MRI axial T2 shows (a) hyperintense likely synovial cyst arising from the left C1–C2 facet with the left-sided myelomalacia changes in cord. (b) Three-month postsurgery showing complete resolution of cyst.


Import of preoperative CT and CTA studies

The preoperative CT demonstrated that the maximum diameter of the contralateral pedicle on the right was just 2.6 mm, insufficient for the placement of a screw, while the left pedicle at 3.0 mm was adequate for screw fixation. In addition, the CTA documented that the left synovial cyst did not impinge on the vertebral artery.


The patient successfully underwent a left-sided C1/C2 pedicle screw fusion alone.[ 6 ] The authors determined that decompression alone was warranted as the cyst did not significantly compress the cord and the mild “short-term” myelopathy would likely resolve with spontaneous cyst regression. Following the unilateral C1–C2 fusion, the patient neurologically improved and remained stable/fused 3 months later [ Figures 2 and 3 ].


Synovial cysts of the cervical spine are extremely rare. They are best defined by contrast MRI studies and respond well to direct surgical excision utilizing decompression alone or decompression with fusion as indicated.

Declaration of patient consent

The authors certify that they have obtained all appropriate patient consent.

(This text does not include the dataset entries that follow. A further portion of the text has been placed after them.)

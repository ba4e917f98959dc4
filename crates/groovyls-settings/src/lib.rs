//! Editor settings store for the Groovy classpath tools
//!
//! Models the host editor's merged configuration as an explicit value that
//! callers pass around, instead of process-wide state.

pub mod error;
pub mod layered;
pub mod loader;
pub mod store;

pub use error::{Error, Result};
pub use layered::{LayeredSettings, SettingsScope};
pub use loader::{WORKSPACE_SETTINGS_PATH, default_user_settings_path};
pub use store::{ConfigurationStore, Settings};
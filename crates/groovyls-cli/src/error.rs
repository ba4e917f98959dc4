//! Error types for groovyls-cli

/// Result type for CLI operations
pub type Result<T> = std::result::Result<T, CliError>;

/// Errors that can occur in CLI operations
#[derive(Debug, thiserror::Error)]
pub enum CliError {
    /// Error loading settings files
    #[error(transparent)]
    Settings(#[from] groovyls_settings::Error),

    /// Error assembling the classpath
    #[error(transparent)]
    Classpath(#[from] groovyls_classpath::Error),

    /// Error building the compilation unit
    #[error(transparent)]
    Sources(#[from] groovyls_sources::Error),

    /// JSON output error
    #[error(transparent)]
    Json(#[from] serde_json::Error),

    /// Standard I/O error
    #[error(transparent)]
    Io(#[from] std::io::Error),
}
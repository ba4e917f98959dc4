//! [`TestWorkspace`] builder for classpath and source discovery scenarios.

use groovyls_settings::{Settings, WORKSPACE_SETTINGS_PATH};
use std::fs;
use std::path::{Path, PathBuf};
use tempfile::TempDir;

/// Settings key holding the additional libraries folder.
pub const LIBRARIES_KEY: &str = "groovy.additional.libraries";

/// A temporary workspace directory with helpers for test setup and assertion.
///
/// # Example
///
/// ```rust,no_run
/// use groovyls_test_utils::TestWorkspace;
///
/// let ws = TestWorkspace::new();
/// let libs = ws.library_folder("libs", &["camel-core.jar", "README.md"]);
/// ws.write_workspace_settings(&libs);
/// ws.assert_file_exists(".vscode/settings.json");
/// ```
pub struct TestWorkspace {
    temp_dir: TempDir,
}

impl Default for TestWorkspace {
    fn default() -> Self {
        Self::new()
    }
}

impl TestWorkspace {
    /// Create an empty temporary directory.
    pub fn new() -> Self {
        Self {
            temp_dir: TempDir::new().unwrap(),
        }
    }

    /// Return the root path of the temporary directory.
    pub fn root(&self) -> &Path {
        self.temp_dir.path()
    }

    /// Absolute path of `relative` inside the workspace.
    pub fn path(&self, relative: &str) -> PathBuf {
        self.root().join(relative)
    }

    /// Write `content` to `relative`, creating parent directories.
    pub fn write_file(&self, relative: &str, content: &str) -> PathBuf {
        let path = self.path(relative);
        if let Some(parent) = path.parent() {
            fs::create_dir_all(parent).unwrap();
        }
        fs::write(&path, content).unwrap();
        path
    }

    /// Create the directory `relative` and its parents.
    pub fn create_dir(&self, relative: &str) -> PathBuf {
        let path = self.path(relative);
        fs::create_dir_all(&path).unwrap();
        path
    }

    /// Create a folder containing empty files with the given names.
    pub fn library_folder(&self, relative: &str, files: &[&str]) -> PathBuf {
        let dir = self.create_dir(relative);
        for name in files {
            fs::write(dir.join(name), b"").unwrap();
        }
        dir
    }

    /// Write `.vscode/settings.json` pointing the libraries key at `folder`.
    pub fn write_workspace_settings(&self, folder: &Path) -> PathBuf {
        let mut doc = serde_json::Map::new();
        doc.insert(
            LIBRARIES_KEY.to_string(),
            folder.to_string_lossy().into_owned().into(),
        );
        let content = serde_json::Value::Object(doc).to_string();
        self.write_file(WORKSPACE_SETTINGS_PATH, &content)
    }

    /// In-memory settings with the libraries key set to `value`.
    pub fn settings_with_libraries(value: impl Into<serde_json::Value>) -> Settings {
        Settings::empty().with(LIBRARIES_KEY, value)
    }

    // -----------------------------------------------------------------------
    // Assertion helpers
    // -----------------------------------------------------------------------

    /// Panic if `relative` does not exist.
    pub fn assert_file_exists(&self, relative: &str) {
        let path = self.path(relative);
        assert!(path.exists(), "Expected file to exist: {}", path.display());
    }
}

Financial support and sponsorship

Publication of this article was made possible by the James I. and Carolyn R. Ausman Educational Foundation.

Conflicts of interests

There are no conflicts of interest.


The views and opinions expressed in this article are those of the authors and do not necessarily reflect the official policy or position of the Journal or its management. The information contained in this article should not be considered to be medical advice; patients should consult their own physicians for advice as to their specific medical needs.